Decía Rafael Guerra – Guerrita – aquel famoso torero cordobés del siglo XIX con su ocurrencia que le caracterizaba: “lo que no puede ser, no puede ser y además es imposible”.

En la entrega anterior sobre la acedia, quedó en los lectores –pero sobre todo en el propio argumento de mi escrito– la impresión de que nuestro malestar contemporáneo, toda aquella angustia existencial y espiritual que nos embarga y nos atrapa, ocurre sencillamente porque el demonio meridiano está al acecho y ¡zas! caemos. Es decir, pareciese que los seres humanos, solo somos unas inexorables víctimas.

Pero no. El Mal, ¡aunque vaya que lo intenta! no puede vencer al Bien –parafraseando a Guerrita– porque no puede ser y además es imposible.

Nos enseña San Agustín de Hipona que Dios prefiere sacar bien del mal, que no permitir ningún mal. En la libertad con la cual hemos sido creados, tenemos la opción de hacer el bien o hacer el mal, tenemos la capacidad de hacer las cosas bien o hacerlas mal. Y lo más misteriosamente hermoso, y hasta paradójico, es que de ese mal que nos hacemos, podemos sacar el bien.

Los Padres del desierto, aquellos hombres que durante los siglos III al VII de la Era cristiana se retiraron a la soledad, la oración, la contemplación, el silencio y la reflexión, para obtener un crecimiento espiritual, definieron e identificaron que en toda persona ocurre una lucha espiritual interna, entre dos clases de pensamientos: los erróneos (logismoi) y los correctos (logoi).

De allí, que para el monje Evagrio Póntico, la acedia sea claramente uno de esos pensamientos erróneos o logismoi (o tentanciones). Ya hemos visto pues, cómo la acedia nos lleva a ese estado terrible de desánimo general, que terminaba siendo al final una negación de todo lo divino, un pecado contra la Caridad y por supuesto, contra nosotros mismos.

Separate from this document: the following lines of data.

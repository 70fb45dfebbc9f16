//! # Archive Entries
//!
//! [`ArchiveEntry`] is the in-memory model of one archive member. Entries are
//! created either by decoding a header record (see [`header`]) or by inspecting
//! a live filesystem path with [`ArchiveEntry::from_path`].
//!
//! An entry keeps the raw header it was decoded from. Every setter that touches
//! a field stored in the header drops that cached record, so a stale header is
//! never written back; [`ArchiveEntry::update_header`] renders a fresh one.

pub mod header;

use std::path::{Path, PathBuf};

use chrono::{DateTime, TimeZone, Utc};
use serde::{Deserialize, Serialize};

use crate::error::{ArchiverError, Result};
use crate::fsx::{FileKind, Filesystem};
use crate::owner::Owner;
use header::HeaderBlock;

/// The seven kinds of members a ustar archive can hold.
#[derive(Serialize, Deserialize, Debug, Clone, Copy, PartialEq, Eq, Hash)]
pub enum EntryKind {
    File,
    HardLink,
    SymLink,
    CharDevice,
    BlockDevice,
    Directory,
    Fifo,
}

impl EntryKind {
    /// The type flag byte written at offset 156.
    pub fn flag(self) -> u8 {
        match self {
            EntryKind::File => b'0',
            EntryKind::HardLink => b'1',
            EntryKind::SymLink => b'2',
            EntryKind::CharDevice => b'3',
            EntryKind::BlockDevice => b'4',
            EntryKind::Directory => b'5',
            EntryKind::Fifo => b'6',
        }
    }

    /// Maps a type flag to a kind. A NUL flag is a regular file in pre-POSIX archives.
    pub fn from_flag(flag: u8) -> Option<Self> {
        match flag {
            b'0' | 0 => Some(EntryKind::File),
            b'1' => Some(EntryKind::HardLink),
            b'2' => Some(EntryKind::SymLink),
            b'3' => Some(EntryKind::CharDevice),
            b'4' => Some(EntryKind::BlockDevice),
            b'5' => Some(EntryKind::Directory),
            b'6' => Some(EntryKind::Fifo),
            _ => None,
        }
    }

    pub fn has_payload(self) -> bool {
        self == EntryKind::File
    }
}

impl From<FileKind> for EntryKind {
    fn from(kind: FileKind) -> Self {
        match kind {
            FileKind::Regular => EntryKind::File,
            FileKind::Symlink => EntryKind::SymLink,
            FileKind::CharDevice => EntryKind::CharDevice,
            FileKind::BlockDevice => EntryKind::BlockDevice,
            FileKind::Directory => EntryKind::Directory,
            FileKind::Fifo => EntryKind::Fifo,
        }
    }
}

/// Strips every leading `./` and `/` from an entry name.
///
/// Example: `"/./usr/bin"` becomes `"usr/bin"`. A name that would become empty is kept.
pub fn normalize_name(name: &str) -> &str {
    let mut rest = name;
    loop {
        let next = if let Some(r) = rest.strip_prefix("./") {
            r
        } else if let Some(r) = rest.strip_prefix('/') {
            r
        } else {
            break;
        };
        if next.is_empty() {
            break;
        }
        rest = next;
    }
    rest
}

/// One member of an archive.
#[derive(Serialize, Deserialize, Debug, Clone)]
pub struct ArchiveEntry {
    name: String,
    kind: EntryKind,
    permissions: u32,
    modified: DateTime<Utc>,
    size: u64,
    /// Payload position inside the backing archive. Only set for loaded or built files.
    offset: Option<u64>,
    owner: Owner,
    link_target: String,
    dev_major: u32,
    dev_minor: u32,
    prefix: String,
    #[serde(skip)]
    header: Option<Box<HeaderBlock>>,
    /// Filesystem path a freshly added entry reads its payload from.
    #[serde(skip)]
    source_path: Option<PathBuf>,
}

impl ArchiveEntry {
    /// Creates an entry with empty metadata and no cached header.
    pub fn new(name: impl Into<String>, kind: EntryKind) -> Self {
        Self {
            name: name.into(),
            kind,
            permissions: 0,
            modified: Utc::now(),
            size: 0,
            offset: None,
            owner: Owner::default(),
            link_target: String::new(),
            dev_major: 0,
            dev_minor: 0,
            prefix: String::new(),
            header: None,
            source_path: None,
        }
    }

    /// Decodes a 512-byte header record.
    pub fn from_header(block: &HeaderBlock) -> Result<Self> {
        header::decode(block)
    }

    /// Builds an entry from the metadata of a live filesystem object.
    ///
    /// The object itself is not followed if it is a symbolic link. The entry is
    /// named after `path` and has no cached header.
    pub fn from_path<F: Filesystem + ?Sized>(fs: &F, path: &Path) -> Result<Self> {
        let stat = fs.stat(path).map_err(|e| ArchiverError::io(path, e))?;
        let kind = match stat.kind {
            Some(kind) => EntryKind::from(kind),
            None => return Err(ArchiverError::UnknownType { path: path.to_path_buf() }),
        };

        let mut entry = ArchiveEntry::new(path.to_string_lossy().into_owned(), kind);
        entry.permissions = stat.mode & 0o7777;
        entry.modified = Utc.timestamp_opt(stat.mtime, 0).single().unwrap_or_else(Utc::now);
        entry.owner = Owner::new(
            stat.uid,
            fs.lookup_user_name(stat.uid).unwrap_or_default(),
            stat.gid,
            fs.lookup_group_name(stat.gid).unwrap_or_default(),
        );

        match kind {
            EntryKind::File => {
                entry.size = stat.size;
                entry.source_path = Some(path.to_path_buf());
            }
            EntryKind::SymLink => {
                entry.link_target = fs
                    .read_link(path)
                    .map_err(|e| ArchiverError::io(path, e))?
                    .to_string_lossy()
                    .into_owned();
            }
            EntryKind::CharDevice | EntryKind::BlockDevice => {
                entry.dev_major = stat.dev_major;
                entry.dev_minor = stat.dev_minor;
            }
            EntryKind::HardLink | EntryKind::Directory | EntryKind::Fifo => {}
        }
        Ok(entry)
    }

    /// Renders the header record from the current fields and caches it.
    ///
    /// Fails if the size is larger than [`header::MAX_SIZE`].
    pub fn update_header(&mut self) -> Result<()> {
        self.header = Some(Box::new(header::encode(self)?));
        Ok(())
    }

    /// The cached header record, if one is current.
    pub fn header(&self) -> Option<&HeaderBlock> {
        self.header.as_deref()
    }

    pub(crate) fn set_header(&mut self, block: HeaderBlock) {
        self.header = Some(Box::new(block));
    }

    pub fn name(&self) -> &str {
        &self.name
    }

    pub fn set_name(&mut self, name: impl Into<String>) {
        self.name = name.into();
        self.header = None;
    }

    pub fn kind(&self) -> EntryKind {
        self.kind
    }

    pub fn set_kind(&mut self, kind: EntryKind) {
        self.kind = kind;
        self.header = None;
    }

    /// Permission bits as stored in the mode field.
    pub fn permissions(&self) -> u32 {
        self.permissions
    }

    pub fn set_permissions(&mut self, permissions: u32) {
        self.permissions = permissions;
        self.header = None;
    }

    pub fn modified(&self) -> DateTime<Utc> {
        self.modified
    }

    pub fn set_modified(&mut self, modified: DateTime<Utc>) {
        self.modified = modified;
        self.header = None;
    }

    /// Payload length in bytes. Zero for everything but regular files.
    pub fn size(&self) -> u64 {
        self.size
    }

    pub fn set_size(&mut self, size: u64) {
        self.size = size;
        self.header = None;
    }

    pub fn offset(&self) -> Option<u64> {
        self.offset
    }

    pub fn set_offset(&mut self, offset: Option<u64>) {
        self.offset = offset;
    }

    pub fn owner(&self) -> &Owner {
        &self.owner
    }

    pub fn set_owner(&mut self, owner: Owner) {
        self.owner = owner;
        self.header = None;
    }

    pub fn link_target(&self) -> &str {
        &self.link_target
    }

    pub fn set_link_target(&mut self, target: impl Into<String>) {
        self.link_target = target.into();
        self.header = None;
    }

    pub fn dev_major(&self) -> u32 {
        self.dev_major
    }

    pub fn set_dev_major(&mut self, major: u32) {
        self.dev_major = major;
        self.header = None;
    }

    pub fn dev_minor(&self) -> u32 {
        self.dev_minor
    }

    pub fn set_dev_minor(&mut self, minor: u32) {
        self.dev_minor = minor;
        self.header = None;
    }

    /// The decoded prefix field. It is not written back when a header is rendered.
    pub fn prefix(&self) -> &str {
        &self.prefix
    }

    pub fn set_prefix(&mut self, prefix: impl Into<String>) {
        self.prefix = prefix.into();
        self.header = None;
    }

    pub fn source_path(&self) -> Option<&Path> {
        self.source_path.as_deref()
    }
}

#[cfg(test)]
mod tests {
    use super::*;

    #[test]
    fn test_normalize_name() {
        assert_eq!(normalize_name("./a/b"), "a/b");
        assert_eq!(normalize_name("/tmp/x"), "tmp/x");
        assert_eq!(normalize_name("/././/x"), "x");
        assert_eq!(normalize_name("a/./b"), "a/./b");
        assert_eq!(normalize_name("./"), "./");
        assert_eq!(normalize_name("/"), "/");
        assert_eq!(normalize_name("..hidden"), "..hidden");
    }

    #[test]
    fn test_flag_mapping_is_total() {
        for kind in [
            EntryKind::File,
            EntryKind::HardLink,
            EntryKind::SymLink,
            EntryKind::CharDevice,
            EntryKind::BlockDevice,
            EntryKind::Directory,
            EntryKind::Fifo,
        ] {
            assert_eq!(EntryKind::from_flag(kind.flag()), Some(kind));
        }
        assert_eq!(EntryKind::from_flag(b'7'), None);
        assert_eq!(EntryKind::from_flag(b'L'), None);
    }

    #[test]
    fn test_setters_invalidate_cached_header() {
        let mut entry = ArchiveEntry::new("a.txt", EntryKind::File);
        entry.update_header().unwrap();
        assert!(entry.header().is_some());

        entry.set_offset(Some(512));
        assert!(entry.header().is_some(), "offset is not part of the header");

        entry.set_permissions(0o600);
        assert!(entry.header().is_none());

        entry.update_header().unwrap();
        entry.set_name("b.txt");
        assert!(entry.header().is_none());
    }

    #[test]
    fn test_update_header_reflects_mutation() {
        let mut entry = ArchiveEntry::new("a.txt", EntryKind::File);
        entry.set_size(3);
        entry.update_header().unwrap();
        let first = *entry.header().unwrap();

        entry.set_size(4);
        entry.update_header().unwrap();
        let second = *entry.header().unwrap();
        assert_ne!(first[124..136], second[124..136]);
    }

    #[cfg(unix)]
    #[test]
    fn test_from_path_regular_file() {
        use crate::fsx::HostFs;

        let dir = tempfile::tempdir().unwrap();
        let path = dir.path().join("ten.bin");
        std::fs::write(&path, b"0123456789").unwrap();
        crate::fsx::set_unix_permissions(&path, 0o640).unwrap();

        let entry = ArchiveEntry::from_path(&HostFs, &path).unwrap();
        assert_eq!(entry.kind(), EntryKind::File);
        assert_eq!(entry.size(), 10);
        assert_eq!(entry.permissions(), 0o640);
        assert_eq!(entry.name(), path.to_string_lossy());
        assert_eq!(entry.source_path(), Some(path.as_path()));
        assert!(entry.header().is_none());
    }

    #[cfg(unix)]
    #[test]
    fn test_from_path_symlink_and_directory() {
        use crate::fsx::HostFs;

        let dir = tempfile::tempdir().unwrap();
        let link = dir.path().join("link");
        std::os::unix::fs::symlink("target.txt", &link).unwrap();

        let entry = ArchiveEntry::from_path(&HostFs, &link).unwrap();
        assert_eq!(entry.kind(), EntryKind::SymLink);
        assert_eq!(entry.link_target(), "target.txt");
        assert_eq!(entry.size(), 0);

        let entry = ArchiveEntry::from_path(&HostFs, dir.path()).unwrap();
        assert_eq!(entry.kind(), EntryKind::Directory);
        assert_eq!(entry.size(), 0);
        assert_eq!(entry.link_target(), "");
    }

    #[test]
    fn test_from_path_missing() {
        use crate::fsx::HostFs;

        let dir = tempfile::tempdir().unwrap();
        let err = ArchiveEntry::from_path(&HostFs, &dir.path().join("nope")).unwrap_err();
        assert!(matches!(err, ArchiverError::NotFound { .. }), "{err}");
    }
}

¿Y entonces cómo hacemos frente a este tan poderoso mal?

La propuesta que nos ofrece Evagrio para ello, no sólo es precisa y útil, sino que además es de una espectacular belleza.

Comienza el monje proponiendo un primer remedio: las lágrimas. Llorar sí es cosa de hombres y de mujeres, aunque nos cueste permitírnoslo y aceptarlo. Quizá por ello lo evitamos, porque esas situaciones de extrema vulnerabilidad en las cuales nos mostramos frágiles, en realidad nos humanizan, nos hace mejores, nos llenan de humildad, nos vacían de egos y reconcomios. ¿Quién no ha llorado por desespero? ¿A quién no se le llenan los ojos de lágrimas en situaciones al borde? Llorar es reconocer que hemos fallado, y al mismo tiempo es clamar por una ocasión para resarcir.

El segundo remedio es el equilibrio. Procuremos mantener y cumplir con atención y esmero nuestras labores, respetar nuestros momentos de descanso y mantener nuestros espacios de oración, de encuentro personal con Dios.

Se trata también de evitar sucumbir ante la idea de acometer grandes planes que resultan insensatos, ni tampoco incurrir en el minimalismo de hacer lo menos posible, que se convierte en irresponsabilidad.

El tercer remedio: la reflexión ante la muerte. Asumir con conciencia la fragilidad y la finitud de nuestra vida, es algo que también indicaban los estoicos (memento mori) como una actitud que lleva a la virtud. En un tiempo finito de paso por este mundo, debemos ocuparnos en llevar una vida virtuosa, hacer las cosas bien, hacer El Bien. Es la razón de nuestra existencia hoy y la garantía de nuestra eternidad.

El cuarto remedio puede resultarnos más complejo, porque demanda de nosotros un conocimiento serio y profundo de nuestras creencias, de nuestra Fe: el método antirrético. Contestar al mal pensamiento con una frase de la Sagrada Escritura (pequeñas frases, sentencias, que cada uno puede usar cuando queramos contrarrestar un pensamiento malo), era la práctica con la cual Jesús respondía y desarmaba las estratagemas del Diablo en el desierto.

Por último, pero acaso el más importante, el quinto remedio: la perseverancia. Este remedio se convierte en el principal porque termina siendo una llamada al aumento de fidelidad, es decir, es el mantenernos pacientemente avanzando, aún a tientas pero confiados, bajo la mirada amorosa de Dios.

Concluyo con esta frase del Abad de Saint-Wandrille, Jean-Charles Nault:

Todo ocurre bajo la mirada de Dios: las lágrimas son lágrimas vertidas delante del Señor; el trabajo está íntimamente relacionado con la oración; la lucha contra los pensamientos se hace con la Palabra de Dios; la muerte no es, simplemente, el final de nuestra vida humana, sino el encuentro con el Señor…


Notas:

El demonio del mediodía. La Acedia, el oscuro mal de nuestro tiempo. Dom Jean-Charles Nault. BAC 2014.